• WORK REQUIRED: One range is to be output from the listing below, exactly as written: the line with "for a user id" to the line with "async fn main()", both kept.

• EXTRACTED ENTRIES:
........
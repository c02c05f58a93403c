//! Auth errors

use geovault_db::{ConstraintViolation, DbError};
use thiserror::Error;

/// Authentication errors
#[derive(Error, Debug)]
pub enum AuthError {
    /// Unknown email or wrong password; the two are deliberately indistinguishable
    #[error("invalid credentials")]
    InvalidCredentials,

    /// Invalid token (malformed, bad signature, wrong algorithm, missing claims)
    #[error("invalid token")]
    TokenInvalid,

    /// Token has expired
    #[error("token expired")]
    TokenExpired,

    /// A write was rejected by the storage layer (e.g. duplicate email)
    #[error("constraint violation: {0}")]
    Constraint(ConstraintViolation),

    /// Database error
    #[error("database error: {0}")]
    Database(String),

    /// Configuration error
    #[error("configuration error: {0}")]
    Configuration(String),

    /// Internal error
    #[error("internal error: {0}")]
    Internal(String),
}

impl AuthError {
    /// Get HTTP status code for this error
    pub fn status_code(&self) -> u16 {
        match self {
            Self::InvalidCredentials | Self::TokenInvalid | Self::TokenExpired => 401,
            Self::Constraint(_) => 409,
            Self::Database(_) | Self::Configuration(_) | Self::Internal(_) => 500,
        }
    }

    /// Get error code for API responses.
    ///
    /// Expired and invalid tokens share one code so callers cannot probe
    /// which check failed.
    pub fn error_code(&self) -> &'static str {
        match self {
            Self::InvalidCredentials => "INVALID_CREDENTIALS",
            Self::TokenInvalid | Self::TokenExpired => "UNAUTHENTICATED",
            Self::Constraint(_) => "CONSTRAINT_VIOLATION",
            Self::Database(_) => "DATABASE_ERROR",
            Self::Configuration(_) => "CONFIGURATION_ERROR",
            Self::Internal(_) => "INTERNAL_ERROR",
        }
    }

    /// Check whether this error is a duplicate-key rejection
    pub fn is_unique_violation(&self) -> bool {
        matches!(self, Self::Constraint(v) if v.kind == geovault_db::ConstraintKind::Unique)
    }
}

impl From<DbError> for AuthError {
    fn from(err: DbError) -> Self {
        match err {
            DbError::Constraint(violation) => {
                tracing::debug!("Constraint violation: {}", violation);
                Self::Constraint(violation)
            }
            other => {
                tracing::error!("Database error: {}", other);
                Self::Database(other.to_string())
            }
        }
    }
}
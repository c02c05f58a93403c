//! Geovault Admin
//!
//! Operator command line: schema migrations, account deletion and token
//! inspection.

mod config;

use anyhow::Context;
use clap::{Parser, Subcommand, ValueEnum};
use geovault_auth_core::{SystemClock, TokenService};
use geovault_db::{
    create_pool, Dialect, Migrator, Repositories, SchemaExecutor, Target, UserRepository,
};
use geovault_types::{normalize_email, Subject, UserId};
use sqlx::sqlite::{SqliteConnectOptions, SqlitePoolOptions};
use std::str::FromStr;
use std::sync::Arc;
use std::time::Duration;
use tracing_subscriber::EnvFilter;

use crate::config::Config;

#[derive(Parser)]
#[command(name = "geovault-admin")]
#[command(about = "Administrative tasks for Geovault", long_about = None)]
struct Cli {
    #[command(subcommand)]
    command: Command,
}

#[derive(Subcommand)]
enum Command {
    /// Inspect or change the schema revision
    #[command(subcommand)]
    Migrate(MigrateCommand),

    /// Manage accounts
    #[command(subcommand)]
    User(UserCommand),

    /// Issue or inspect access tokens
    #[command(subcommand)]
    Token(TokenCommand),
}

#[derive(Subcommand)]
enum MigrateCommand {
    /// Apply revisions up to a target (default: head)
    Upgrade {
        #[arg(default_value = "head")]
        target: String,
    },
    /// Revert revisions down to a target (`base` reverts everything)
    Downgrade { target: String },
    /// Show the applied revision
    Current,
    /// List all known revisions
    History,
    /// Print the SQL of one revision without applying it
    Sql {
        revision: String,
        #[arg(long, value_enum, default_value_t = DialectArg::Postgres)]
        dialect: DialectArg,
    },
}

#[derive(Clone, Copy, ValueEnum)]
enum DialectArg {
    Postgres,
    Sqlite,
}

impl From<DialectArg> for Dialect {
    fn from(arg: DialectArg) -> Self {
        match arg {
            DialectArg::Postgres => Dialect::Postgres,
            DialectArg::Sqlite => Dialect::Sqlite,
        }
    }
}

#[derive(Subcommand)]
enum UserCommand {
    /// Look up an account by email
    Show { email: String },
    /// Delete an account together with its datasets, analysis runs and places
    Delete {
        id: i32,
        /// Required: deletion cannot be undone
        #[arg(long)]
        yes: bool,
    },
}

#[derive(Subcommand)]
enum TokenCommand {
    /// Issue a token for a user id
    Issue {
        user_id: i32,
        /// Lifetime override in minutes
        #[arg(long)]
        ttl_minutes: Option<u64>,
    },
    /// Verify a token and print its claims
    Verify { token: String },
}

#[tokio::main]
async fn main() -> anyhow::Result<()> {
    // Load environment variables
    dotenvy::dotenv().ok();

    // Initialize logging
    tracing_subscriber::fmt()
        .with_env_filter(
            EnvFilter::try_from_default_env().unwrap_or_else(|_| EnvFilter::new("info")),
        )
        .init();

    let cli = Cli::parse();
    let config = Config::from_env()?;

    match cli.command {
        Command::Migrate(cmd) => migrate(&config, cmd).await,
        Command::User(cmd) => user(&config, cmd).await,
        Command::Token(cmd) => token(&config, cmd),
    }
}

async fn migrate(config: &Config, cmd: MigrateCommand) -> anyhow::Result<()> {
    let migrator = Migrator::new()?;

    // these two never touch the database
    match &cmd {
        MigrateCommand::History => {
            for step in migrator.history() {
                println!(
                    "{} -> {}  {}",
                    step.down_revision.unwrap_or("<base>"),
                    step.revision,
                    step.description
                );
            }
            return Ok(());
        }
        MigrateCommand::Sql { revision, dialect } => {
            for statement in migrator.upgrade_sql(revision, (*dialect).into())? {
                println!("{statement};\n");
            }
            return Ok(());
        }
        _ => {}
    }

    let url = config.database_url()?;
    if url.starts_with("sqlite:") {
        let options = SqliteConnectOptions::from_str(url)?
            .create_if_missing(true)
            .foreign_keys(true);
        let pool = SqlitePoolOptions::new()
            .max_connections(1)
            .connect_with(options)
            .await
            .context("failed to open SQLite database")?;
        run_migration(&migrator, &pool, cmd).await
    } else {
        let pool = create_pool(url)
            .await
            .context("failed to connect to database")?;
        run_migration(&migrator, &pool, cmd).await
    }
}

async fn run_migration<E: SchemaExecutor>(
    migrator: &Migrator,
    executor: &E,
    cmd: MigrateCommand,
) -> anyhow::Result<()> {
    match cmd {
        MigrateCommand::Upgrade { target } => {
            let applied = migrator.upgrade(executor, Target::parse(&target)).await?;
            if applied.is_empty() {
                println!("Nothing to upgrade");
            }
            for rev in applied {
                println!("Applied {rev}");
            }
        }
        MigrateCommand::Downgrade { target } => {
            let reverted = migrator.downgrade(executor, Target::parse(&target)).await?;
            if reverted.is_empty() {
                println!("Nothing to downgrade");
            }
            for rev in reverted {
                println!("Reverted {rev}");
            }
        }
        MigrateCommand::Current => match migrator.current(executor).await? {
            Some(rev) => println!("{rev}"),
            None => println!("<base>"),
        },
        MigrateCommand::History | MigrateCommand::Sql { .. } => {}
    }
    Ok(())
}

async fn user(config: &Config, cmd: UserCommand) -> anyhow::Result<()> {
    let pool = create_pool(config.database_url()?)
        .await
        .context("failed to connect to database")?;
    let repos = Repositories::new(pool);

    match cmd {
        UserCommand::Show { email } => {
            let user = repos
                .users
                .find_by_email(&normalize_email(&email))
                .await?
                .with_context(|| format!("no user with email {email}"))?;
            println!("{}\t{}\t{}", user.id, user.email, user.created_at.to_rfc3339());
        }
        UserCommand::Delete { id, yes } => {
            if !yes {
                anyhow::bail!("refusing to delete user {id} without --yes");
            }
            let id = UserId(id);
            if repos.users.delete(id).await? {
                tracing::info!(user_id = %id, "Deleted user and owned resources");
                println!("Deleted user {id}");
            } else {
                anyhow::bail!("no user with id {id}");
            }
        }
    }
    Ok(())
}

fn token(config: &Config, cmd: TokenCommand) -> anyhow::Result<()> {
    let tokens = TokenService::new(config.auth()?, Arc::new(SystemClock))?;

    match cmd {
        TokenCommand::Issue {
            user_id,
            ttl_minutes,
        } => {
            let subject = Subject::from(UserId(user_id));
            let issued = match ttl_minutes {
                Some(minutes) => {
                    tokens.issue_with_ttl(&subject, Duration::from_secs(minutes.saturating_mul(60)))?
                }
                None => tokens.issue(&subject)?,
            };
            println!("{}", issued.token);
            eprintln!("expires at {}", issued.expires_at.to_rfc3339());
        }
        TokenCommand::Verify { token } => {
            let claims = tokens.verify_claims(token.trim())?;
            let expires_at = chrono::DateTime::from_timestamp(claims.exp, 0)
                .map(|t| t.to_rfc3339())
                .unwrap_or_else(|| claims.exp.to_string());
            println!("sub\t{}", claims.sub);
            println!("exp\t{expires_at}");
            if let Some(iat) = claims.iat {
                println!("iat\t{iat}");
            }
        }
    }
    Ok(())
}
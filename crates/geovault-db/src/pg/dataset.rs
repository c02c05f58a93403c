//! PostgreSQL dataset repository implementation

use async_trait::async_trait;
use geovault_types::{DatasetId, UserId};
use sqlx::PgPool;

use crate::error::DbResult;
use crate::models::DatasetRow;
use crate::repo::{CreateDataset, DatasetRepository};

/// PostgreSQL dataset repository
#[derive(Clone)]
pub struct PgDatasetRepository {
    pool: PgPool,
}

impl PgDatasetRepository {
    /// Create a new dataset repository
    pub fn new(pool: PgPool) -> Self {
        Self { pool }
    }
}

#[async_trait]
impl DatasetRepository for PgDatasetRepository {
    async fn create(&self, dataset: CreateDataset) -> DbResult<DatasetRow> {
        let bbox_json = serde_json::to_string(&dataset.bbox)?;

        let row = sqlx::query_as::<_, DatasetRow>(
            r#"
            INSERT INTO datasets (user_id, filename, file_type, storage_path, n_points, bbox_json, created_at)
            VALUES ($1, $2, $3, $4, $5, $6, NOW())
            RETURNING id, user_id, filename, file_type, storage_path, n_points, bbox_json, created_at
            "#,
        )
        .bind(dataset.user_id.0)
        .bind(&dataset.filename)
        .bind(&dataset.file_type)
        .bind(&dataset.storage_path)
        .bind(dataset.n_points)
        .bind(&bbox_json)
        .fetch_one(&self.pool)
        .await?;

        Ok(row)
    }

    async fn find_for_user(&self, user_id: UserId, id: DatasetId) -> DbResult<Option<DatasetRow>> {
        let row = sqlx::query_as::<_, DatasetRow>(
            r#"
            SELECT id, user_id, filename, file_type, storage_path, n_points, bbox_json, created_at
            FROM datasets
            WHERE id = $1 AND user_id = $2
            "#,
        )
        .bind(id.0)
        .bind(user_id.0)
        .fetch_optional(&self.pool)
        .await?;

        Ok(row)
    }

    async fn list_for_user(&self, user_id: UserId) -> DbResult<Vec<DatasetRow>> {
        let rows = sqlx::query_as::<_, DatasetRow>(
            r#"
            SELECT id, user_id, filename, file_type, storage_path, n_points, bbox_json, created_at
            FROM datasets
            WHERE user_id = $1
            ORDER BY created_at DESC, id DESC
            "#,
        )
        .bind(user_id.0)
        .fetch_all(&self.pool)
        .await?;

        Ok(rows)
    }

    async fn delete_for_user(&self, user_id: UserId, id: DatasetId) -> DbResult<bool> {
        let result = sqlx::query("DELETE FROM datasets WHERE id = $1 AND user_id = $2")
            .bind(id.0)
            .bind(user_id.0)
            .execute(&self.pool)
            .await?;

        Ok(result.rows_affected() > 0)
    }
}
........
• EXERCISE RESULT:
    /// Issue a token for a user id
    Issue {
        user_id: i32,
        /// Lifetime override in minutes
        #[arg(long)]
        ttl_minutes: Option<u64>,
    },
    /// Verify a token and print its claims
    Verify { token: String },
}

#[tokio::main]
async fn main() -> anyhow::Result<()> {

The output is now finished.